Associate Everything Detected: Facilitating Tracking-by-Detection to the Unknown

This repository is an official implementation of the paper Associate Everything Detected: Facilitating Tracking-by-Detection to the Unknown.

This repository is still under development, and feel free to raise any issues at any time.

Abstract

Multi-object tracking (MOT) emerges as a pivotal and highly promising branch in the field of computer vision. Classical closed-vocabulary MOT (CV-MOT) methods aim to track objects of predefined categories. Recently, some open-vocabulary MOT (OV-MOT) methods have successfully addressed the problem of tracking unknown categories. However, we found that the CV-MOT and OV-MOT methods each struggle to excel in the tasks of the other. In this paper, we present a unified framework, Associate Everything Detected (AED), that simultaneously tackles CV-MOT and OV-MOT by integrating with any off-the-shelf detector and supports unknown categories. Different from existing tracking-by-detection MOT methods, AED gets rid of prior knowledge (e.g. motion cues) and relies solely on highly robust feature learning to handle complex trajectories in OV-MOT tasks while keeping excellent performance in CV-MOT tasks. Specifically, we model the association task as a similarity decoding problem and propose a sim-decoder with an association-centric learning mechanism. The sim-decoder calculates similarities in three aspects: spatial, temporal, and cross-clip. Subsequently, association-centric learning leverages these threefold similarities to ensure that the extracted features are appropriate for continuous tracking and robust enough to generalize to unknown categories. Compared with existing powerful OV-MOT and CV-MOT methods, AED achieves superior performance on TAO, SportsMOT, and DanceTrack without any prior knowledge.

News🔥

(2024/12/10) The demo using GroundingDINO + AED has been released.
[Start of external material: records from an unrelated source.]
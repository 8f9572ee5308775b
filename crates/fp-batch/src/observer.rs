//! Batch observer trait.

use crate::ScenarioResult;

/// Callbacks invoked by [`BatchRunner::run`](crate::BatchRunner::run).
///
/// All methods have default no-op implementations.
pub trait BatchObserver {
    fn on_batch_start(&mut self, _scenarios: usize) {}

    /// Called once per scenario, in input order.
    fn on_scenario_end(&mut self, _result: &ScenarioResult) {}

    fn on_batch_end(&mut self, _results: &[ScenarioResult]) {}
}

/// A [`BatchObserver`] that does nothing.
pub struct NoopBatchObserver;

impl BatchObserver for NoopBatchObserver {}
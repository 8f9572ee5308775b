//! `fp-output`: output writers for the rust_fp route solver.
//!
//! Two backends are provided:
//!
//! | Feature   | Backend | Files created                                                 |
//! |-----------|---------|---------------------------------------------------------------|
//! | *(none)*  | CSV     | `scenarios.csv`, `search_history.csv`, `solution_path.csv`    |
//! | `sqlite`  | SQLite  | `output.db`                                                   |
//!
//! Both implement [`OutputWriter`].  [`SearchHistoryObserver`] drives a
//! writer from a single search (`fp_solver::SearchObserver`), and
//! [`BatchOutputObserver`] from a start-time sweep (`fp_batch::BatchObserver`).
//!
//! # Usage
//!
//! ```rust,ignore
//! use fp_output::{BatchOutputObserver, CsvWriter};
//!
//! let writer = CsvWriter::new(Path::new("./output"))?;
//! let mut obs = BatchOutputObserver::new(writer);
//! runner.run(&hours, &mut obs)?;
//! if let Some(e) = obs.take_error() {
//!     log::error!("output error: {e}");
//! }
//! ```

pub mod csv;
pub mod error;
pub mod observer;
pub mod row;
pub mod writer;

#[cfg(feature = "sqlite")]
pub mod sqlite;


pub use csv::CsvWriter;
pub use error::{OutputError, OutputResult};
pub use observer::{BatchOutputObserver, SearchHistoryObserver};
pub use row::{ExpansionRow, ScenarioRow, WaypointRow, path_rows};
pub use writer::OutputWriter;

#[cfg(feature = "sqlite")]
pub use sqlite::SqliteWriter;
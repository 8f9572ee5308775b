//! CSV output backend.
//!
//! Creates three files in the configured output directory:
//! - `scenarios.csv`
//! - `search_history.csv`
//! - `solution_path.csv`
//!
//! Missing values (cost of a scenario without a path, ...) are empty fields.

use std::fs::File;
use std::path::Path;

use csv::Writer;

use crate::writer::OutputWriter;
use crate::{ExpansionRow, OutputResult, ScenarioRow, WaypointRow};

fn opt(v: Option<f64>) -> String {
    v.map(|x| x.to_string()).unwrap_or_default()
}

/// Writes solver output to three CSV files.
pub struct CsvWriter {
    scenarios: Writer<File>,
    history:   Writer<File>,
    path:      Writer<File>,
    finished:  bool,
}

impl CsvWriter {
    /// Open (or create) the three CSV files in `dir` and write the header rows.
    pub fn new(dir: &Path) -> OutputResult<Self> {
        let mut scenarios = Writer::from_path(dir.join("scenarios.csv"))?;
        scenarios.write_record([
            "start_hour",
            "status",
            "total_cost",
            "fuel_burned_kg",
            "flight_time_h",
            "states_expanded",
            "runtime_ms",
        ])?;

        let mut history = Writer::from_path(dir.join("search_history.csv"))?;
        history.write_record(["seq", "node", "cost", "time_secs", "resource"])?;

        let mut path = Writer::from_path(dir.join("solution_path.csv"))?;
        path.write_record(["seq", "node", "lat", "lon"])?;

        Ok(Self { scenarios, history, path, finished: false })
    }
}

impl OutputWriter for CsvWriter {
    fn write_scenarios(&mut self, rows: &[ScenarioRow]) -> OutputResult<()> {
        for row in rows {
            self.scenarios.write_record(&[
                row.start_hour.to_string(),
                row.status.to_owned(),
                opt(row.total_cost),
                opt(row.fuel_burned_kg),
                opt(row.flight_time_h),
                row.states_expanded.to_string(),
                format!("{:.3}", row.runtime_ms),
            ])?;
        }
        Ok(())
    }

    fn write_expansions(&mut self, rows: &[ExpansionRow]) -> OutputResult<()> {
        for row in rows {
            self.history.write_record(&[
                row.seq.to_string(),
                row.node.to_string(),
                row.cost.to_string(),
                row.time_secs.to_string(),
                row.resource.to_string(),
            ])?;
        }
        Ok(())
    }

    fn write_path(&mut self, rows: &[WaypointRow]) -> OutputResult<()> {
        for row in rows {
            self.path.write_record(&[
                row.seq.to_string(),
                row.node.to_string(),
                row.lat.to_string(),
                row.lon.to_string(),
            ])?;
        }
        Ok(())
    }

    fn finish(&mut self) -> OutputResult<()> {
        if self.finished {
            return Ok(());
        }
        self.finished = true;
        self.scenarios.flush()?;
        self.history.flush()?;
        self.path.flush()?;
        Ok(())
    }
}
You can track on your own video now!
(2024/9/14) Our paper is available at arXiv.

Comming soon

Track on your own video.
Deploy AED using TensorRT.

Main Results

TAO Test Set

Method	Training Data	Detector	Base-TETA	Base-AssocA	Novel-TETA	Novel-AssocA	URL
AED	TAO-train	RegionCLIP	37.2	40.4	27.8	29.1	⬇️
AED	TAO-train	Co-DETR	54.8	54.1	48.9	51.8	model

SportsMOT Test Set

Method	Training Data	HOTA	IDF1	AssA	MOTA	URL
AED	TAO-train	72.8	76.8	61.4	95.0
AED	SportsMOT-train	77.0	80.0	68.1	95.1	model

DanceTrack Test Set

Method	Training Data	HOTA	IDF1	AssA	MOTA	URL
AED	TAO-train	55.2	57.0	37.8	91.0
AED	DanceTrack-train	66.6	69.7	54.3	92.2	model

Installation

The codebase is built on top of MOTRv2.

Requirements

Install pytorch using conda (optional), PyTorch>=1.5.1, torchvision>=0.6.1

conda create -n aed python=3.8
conda activate aed
# pytorch installation please refer to https://pytorch.org/get-started/previous-versions/
# e.g. for cuda 11.3
conda install pytorch==1.10.1 torchvision==0.11.2 cudatoolkit=11.3 -c pytorch -c conda-forge

Other Requirements

pip install -r requirements.txt

Build MultiScaleDeformableAttention

cd <AED_HOME>
cd ./models/ops
sh ./make.sh

Dataset preparation

It is recommended to symlink the dataset root to <AED_HOME>/data.

TAO Dataset

Pleases download TAO from here.
Note that you need to fill in this form to request missing AVA and HACS videos in the TAO dataset.
Convert TAO to COCO format and generate TAO val & test v1 filefollowing OVTrack, or you can simply download from here.

SportsMOT Dataset

Pleases download SportsMOT from SportsMOT.

DanceTrack Dataset

Pleases download DanceTrack from DanceTrack.

Detection Results

We've run the inference phase on two detectors, RegionCLIP and Co-DETR, and saved their detection results as JSON files.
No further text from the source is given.